Required work: For this exercise, return exactly the lines of the material below that begin at the one with "applied speed change." and stop after the one with "if change.from == FanSpeed::Low".

** Opening Task inputs block **

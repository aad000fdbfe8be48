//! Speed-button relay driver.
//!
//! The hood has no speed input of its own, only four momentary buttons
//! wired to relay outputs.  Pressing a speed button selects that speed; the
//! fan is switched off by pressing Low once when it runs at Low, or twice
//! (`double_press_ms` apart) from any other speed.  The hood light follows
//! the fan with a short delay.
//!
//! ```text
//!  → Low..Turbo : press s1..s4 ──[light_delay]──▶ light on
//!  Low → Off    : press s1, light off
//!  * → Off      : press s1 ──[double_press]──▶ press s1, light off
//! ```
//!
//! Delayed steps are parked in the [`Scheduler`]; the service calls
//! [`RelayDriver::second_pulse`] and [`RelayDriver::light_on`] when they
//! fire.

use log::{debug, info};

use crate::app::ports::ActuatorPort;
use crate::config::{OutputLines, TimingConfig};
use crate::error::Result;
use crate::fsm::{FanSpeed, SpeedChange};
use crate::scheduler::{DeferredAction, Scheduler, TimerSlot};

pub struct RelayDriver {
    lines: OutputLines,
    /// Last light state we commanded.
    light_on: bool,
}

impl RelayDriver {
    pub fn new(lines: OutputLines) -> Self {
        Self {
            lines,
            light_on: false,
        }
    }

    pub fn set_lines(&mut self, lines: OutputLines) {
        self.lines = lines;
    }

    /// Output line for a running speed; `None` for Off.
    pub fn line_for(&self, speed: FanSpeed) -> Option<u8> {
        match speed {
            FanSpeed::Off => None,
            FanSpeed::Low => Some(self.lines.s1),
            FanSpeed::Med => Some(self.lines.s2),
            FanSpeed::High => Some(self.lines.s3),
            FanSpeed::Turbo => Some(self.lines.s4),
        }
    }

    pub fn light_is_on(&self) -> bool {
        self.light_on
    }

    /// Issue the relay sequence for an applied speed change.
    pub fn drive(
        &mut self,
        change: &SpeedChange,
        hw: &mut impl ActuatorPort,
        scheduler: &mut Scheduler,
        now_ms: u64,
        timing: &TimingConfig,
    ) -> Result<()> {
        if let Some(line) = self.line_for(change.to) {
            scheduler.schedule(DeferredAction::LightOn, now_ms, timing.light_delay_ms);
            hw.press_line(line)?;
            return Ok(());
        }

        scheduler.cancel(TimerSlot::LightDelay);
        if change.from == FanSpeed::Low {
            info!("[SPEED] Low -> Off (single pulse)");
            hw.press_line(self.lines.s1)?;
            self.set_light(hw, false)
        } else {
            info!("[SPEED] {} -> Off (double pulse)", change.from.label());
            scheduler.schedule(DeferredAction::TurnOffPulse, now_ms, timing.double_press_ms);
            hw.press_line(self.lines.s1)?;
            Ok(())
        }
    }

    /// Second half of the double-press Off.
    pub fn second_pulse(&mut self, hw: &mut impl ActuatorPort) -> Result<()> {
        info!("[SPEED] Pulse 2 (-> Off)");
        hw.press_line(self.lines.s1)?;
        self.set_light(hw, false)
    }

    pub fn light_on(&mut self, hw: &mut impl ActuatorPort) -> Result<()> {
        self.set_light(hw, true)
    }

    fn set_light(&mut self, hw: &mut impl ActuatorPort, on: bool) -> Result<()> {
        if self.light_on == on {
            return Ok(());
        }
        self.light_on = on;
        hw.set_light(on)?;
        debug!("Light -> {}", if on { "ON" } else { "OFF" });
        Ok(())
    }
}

** Closing Task inputs block **
** Opening Task inputs block **

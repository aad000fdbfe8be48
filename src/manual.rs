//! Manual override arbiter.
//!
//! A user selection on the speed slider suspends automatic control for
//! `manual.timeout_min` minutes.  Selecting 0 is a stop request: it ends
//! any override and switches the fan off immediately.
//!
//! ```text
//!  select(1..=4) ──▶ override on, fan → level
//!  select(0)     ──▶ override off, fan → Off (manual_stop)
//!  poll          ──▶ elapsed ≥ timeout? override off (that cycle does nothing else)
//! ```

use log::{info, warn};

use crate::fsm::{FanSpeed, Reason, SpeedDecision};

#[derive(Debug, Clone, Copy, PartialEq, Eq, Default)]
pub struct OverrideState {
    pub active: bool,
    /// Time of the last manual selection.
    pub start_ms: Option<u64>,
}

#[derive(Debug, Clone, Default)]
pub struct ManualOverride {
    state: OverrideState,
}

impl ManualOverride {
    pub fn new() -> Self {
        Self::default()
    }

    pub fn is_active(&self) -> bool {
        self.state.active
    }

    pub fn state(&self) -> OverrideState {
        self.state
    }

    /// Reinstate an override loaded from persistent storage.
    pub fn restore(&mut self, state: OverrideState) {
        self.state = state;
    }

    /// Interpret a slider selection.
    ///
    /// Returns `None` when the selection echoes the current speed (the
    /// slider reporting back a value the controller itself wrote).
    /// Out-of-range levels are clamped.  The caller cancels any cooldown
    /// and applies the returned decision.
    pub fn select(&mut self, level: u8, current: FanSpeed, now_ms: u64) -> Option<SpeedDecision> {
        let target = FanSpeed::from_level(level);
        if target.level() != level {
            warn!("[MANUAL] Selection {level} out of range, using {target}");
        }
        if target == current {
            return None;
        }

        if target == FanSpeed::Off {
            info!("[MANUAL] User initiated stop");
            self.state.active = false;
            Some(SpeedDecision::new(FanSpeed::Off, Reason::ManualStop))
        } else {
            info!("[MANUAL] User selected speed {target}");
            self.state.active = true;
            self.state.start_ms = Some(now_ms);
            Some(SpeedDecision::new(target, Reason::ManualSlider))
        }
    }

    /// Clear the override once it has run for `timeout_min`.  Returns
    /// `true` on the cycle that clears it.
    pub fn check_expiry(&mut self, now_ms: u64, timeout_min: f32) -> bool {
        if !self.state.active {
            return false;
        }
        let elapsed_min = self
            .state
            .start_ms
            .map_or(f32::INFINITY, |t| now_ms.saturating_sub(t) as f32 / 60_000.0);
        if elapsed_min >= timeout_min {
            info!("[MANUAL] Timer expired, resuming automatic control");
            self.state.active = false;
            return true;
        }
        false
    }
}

** Closing Task inputs block **

Exercise response:
    /// Issue the relay sequence for an applied speed change.
    pub fn drive(
        &mut self,
        change: &SpeedChange,
        hw: &mut impl ActuatorPort,
        scheduler: &mut Scheduler,
        now_ms: u64,
        timing: &TimingConfig,
    ) -> Result<()> {
        if let Some(line) = self.line_for(change.to) {
            scheduler.schedule(DeferredAction::LightOn, now_ms, timing.light_delay_ms);
            hw.press_line(line)?;
            return Ok(());
        }

        scheduler.cancel(TimerSlot::LightDelay);
        if change.from == FanSpeed::Low {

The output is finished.